■ **WHAT YOU HAVE TO DO**:
Write only how many lines in this data include "into".

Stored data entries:
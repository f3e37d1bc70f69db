// SPDX-FileCopyrightText: 2026 ArcheBase
//
// SPDX-License-Identifier: MulanPSL-2.0

//! # c3dcodec CLI
//!
//! Command-line tool for decoding C3D biomechanics captures.
//!
//! ## Usage
//!
//! ```sh
//! # Show capture metadata
//! c3dcodec inspect info walk01.c3d
//!
//! # List output columns
//! c3dcodec inspect channels walk01.c3d
//!
//! # Decode and write JSON
//! c3dcodec decode walk01.c3d --output walk01.json
//!
//! # Decode a whole session in parallel
//! c3dcodec batch session/*.c3d
//! ```

mod cmd;
mod common;

use std::path::PathBuf;
use std::process;

use clap::{Parser, Subcommand};
use cmd::{BatchCmd, DecodeCmd, InspectCmd};
use common::Result;
use tracing_subscriber::EnvFilter;

/// c3dcodec - Biomechanics capture decoder
///
/// Splits C3D files into synchronized motion-capture and force-plate
/// tables and reports their metadata.
#[derive(Parser, Clone)]
#[command(name = "c3dcodec")]
#[command(about = "Decode C3D motion-capture and force-plate data", long_about = None)]
#[command(version = env!("CARGO_PKG_VERSION"))]
#[command(author = "ArcheBase")]
struct Cli {
    /// Decode options file (TOML)
    #[arg(long, global = true, value_name = "PATH")]
    config: Option<PathBuf>,

    /// Enable debug logging (RUST_LOG takes precedence)
    #[arg(short, long, global = true)]
    verbose: bool,

    #[command(subcommand)]
    command: Commands,
}

/// Available commands
#[derive(Subcommand, Clone)]
enum Commands {
    /// Inspect capture metadata and channels
    #[command(subcommand)]
    Inspect(InspectCmd),

    /// Decode one capture into tables
    Decode(DecodeCmd),

    /// Decode many captures in parallel
    Batch(BatchCmd),
}

fn init_logging(verbose: bool) {
    let default = if verbose { "debug" } else { "warn" };
    let filter = EnvFilter::try_from_default_env().unwrap_or_else(|_| EnvFilter::new(default));
    tracing_subscriber::fmt()
        .with_env_filter(filter)
        .with_writer(std::io::stderr)
        .init();
}

fn run() -> Result<()> {
    let cli = Cli::parse();
    init_logging(cli.verbose);

    let options = common::load_options(cli.config.as_deref())?;

    match cli.command {
        Commands::Inspect(cmd) => cmd.run(options),
        Commands::Decode(cmd) => cmd.run(options),
        Commands::Batch(cmd) => cmd.run(options),
    }
}

fn main() {
    let result = run();

    if let Err(e) = result {
        eprintln!("Error: {e}");
        process::exit(1);
    }
}
// SPDX-FileCopyrightText: 2026 ArcheBase
//
// SPDX-License-Identifier: MulanPSL-2.0

//! Inspect command - show capture metadata and channel labels.

use std::path::PathBuf;

use clap::Subcommand;

use crate::common::{format_seconds, Result};
use c3dcodec::io::formats::c3d::ParameterData;
use c3dcodec::{C3dDecoder, C3dReader, DecodeOptions, MetadataValue};

/// Inspect capture contents without decoding samples.
#[derive(Subcommand, Clone, Debug)]
pub enum InspectCmd {
    /// Show rates, frame range, subject and force plates
    Info {
        /// Input capture
        #[arg(value_name = "FILE")]
        input: PathBuf,
    },

    /// List motion-capture and analog channels
    Channels {
        /// Input capture
        #[arg(value_name = "FILE")]
        input: PathBuf,
    },

    /// Dump the raw parameter section
    Parameters {
        /// Input capture
        #[arg(value_name = "FILE")]
        input: PathBuf,

        /// Only show this group
        #[arg(short, long)]
        group: Option<String>,
    },
}

impl InspectCmd {
    pub fn run(self, options: DecodeOptions) -> Result<()> {
        let options = DecodeOptions {
            read_samples: false,
            ..options
        };
        let decoder = C3dDecoder::new(options);
        match self {
            InspectCmd::Info { input } => cmd_info(&decoder, input),
            InspectCmd::Channels { input } => cmd_channels(&decoder, input),
            InspectCmd::Parameters { input, group } => cmd_parameters(input, group),
        }
    }
}

fn display_value(value: &MetadataValue) -> String {
    match value {
        MetadataValue::Absent => "-".to_string(),
        MetadataValue::Number(n) => n.to_string(),
        MetadataValue::Numbers(v) if v.is_empty() => "-".to_string(),
        MetadataValue::Numbers(v) => v
            .iter()
            .map(|n| n.to_string())
            .collect::<Vec<_>>()
            .join(", "),
        MetadataValue::Text(v) if v.is_empty() => "-".to_string(),
        MetadataValue::Text(v) => v.join(", "),
    }
}

/// Cmd: Show capture info
fn cmd_info(decoder: &C3dDecoder, input: PathBuf) -> Result<()> {
    let capture = decoder.decode(&input)?;
    let meta = &capture.metadata;

    println!("=== {} ===", input.display());
    println!("Processor: {}", meta.processor.as_str());
    println!("Camera rate: {} Hz", meta.camera_rate);
    println!("Analog rate: {} Hz", meta.analog_rate);
    println!("Frequency ratio: {}", meta.frequency_ratio);
    println!(
        "Frames: {}..={} ({})",
        meta.first_frame,
        meta.last_frame,
        meta.frame_count()
    );
    println!(
        "Duration: {}",
        format_seconds(meta.frame_count() as f64 / meta.camera_rate)
    );
    println!("Markers: {}", capture.labels.marker_count());
    println!("Analog channels: {}", capture.labels.analog.len());
    if let Some(units) = &meta.point_units {
        println!("Point units: {units}");
    }

    println!();
    for (name, value) in meta.fields() {
        println!("{name}: {}", display_value(&value));
    }

    if !meta.plate_midpoints_x.is_empty() {
        println!();
        println!("Force plates:");
        for (i, x) in meta.plate_midpoints_x.iter().enumerate() {
            println!("  [{}] midpoint x = {x}", i + 1);
        }
    }

    if !meta.issues.is_empty() {
        println!();
        println!("Metadata issues:");
        for issue in &meta.issues {
            println!("  {}: {}", issue.field, issue.reason);
        }
    }

    Ok(())
}

/// Cmd: List channels
fn cmd_channels(decoder: &C3dDecoder, input: PathBuf) -> Result<()> {
    let capture = decoder.decode(&input)?;

    println!("=== Channels in {} ===", input.display());
    println!();
    println!("Motion ({}):", capture.labels.motion.len());
    for label in &capture.labels.motion {
        println!("  {label}");
    }
    println!();
    println!("Analog ({}):", capture.labels.analog.len());
    for label in &capture.labels.analog {
        println!("  {label}");
    }

    Ok(())
}

fn display_data(data: &ParameterData) -> String {
    const MAX: usize = 8;
    fn list<T: ToString>(values: &[T]) -> String {
        let shown: Vec<String> = values.iter().take(MAX).map(|v| v.to_string()).collect();
        if values.len() > MAX {
            format!("[{}, ... {} more]", shown.join(", "), values.len() - MAX)
        } else {
            format!("[{}]", shown.join(", "))
        }
    }

    match data {
        ParameterData::Char(bytes) => format!("{:?}", String::from_utf8_lossy(bytes).trim_end()),
        ParameterData::Byte(v) => list(v),
        ParameterData::Int16(v) => list(v),
        ParameterData::Float(v) => list(v),
    }
}

/// Cmd: Dump parameter groups
fn cmd_parameters(input: PathBuf, group: Option<String>) -> Result<()> {
    let reader = C3dReader::open(&input)?;
    let section = reader.parameters();

    let mut groups: Vec<_> = section
        .groups()
        .filter(|g| group.as_ref().map_or(true, |name| g.name.eq_ignore_ascii_case(name)))
        .collect();
    groups.sort_by(|a, b| a.name.cmp(&b.name));

    println!("=== Parameters in {} ===", input.display());
    println!("Processor: {}", reader.processor().as_str());
    for g in groups {
        println!();
        println!("{} ({})", g.name, g.description);

        let mut parameters: Vec<_> = g.parameters().collect();
        parameters.sort_by(|a, b| a.name.cmp(&b.name));
        for p in parameters {
            println!(
                "  {:<20} {:<5} {:?} {}",
                p.name,
                p.data().type_name(),
                p.dimensions(),
                display_data(p.data())
            );
        }
    }

    Ok(())
}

■ **OUTPUT BELOW**:
2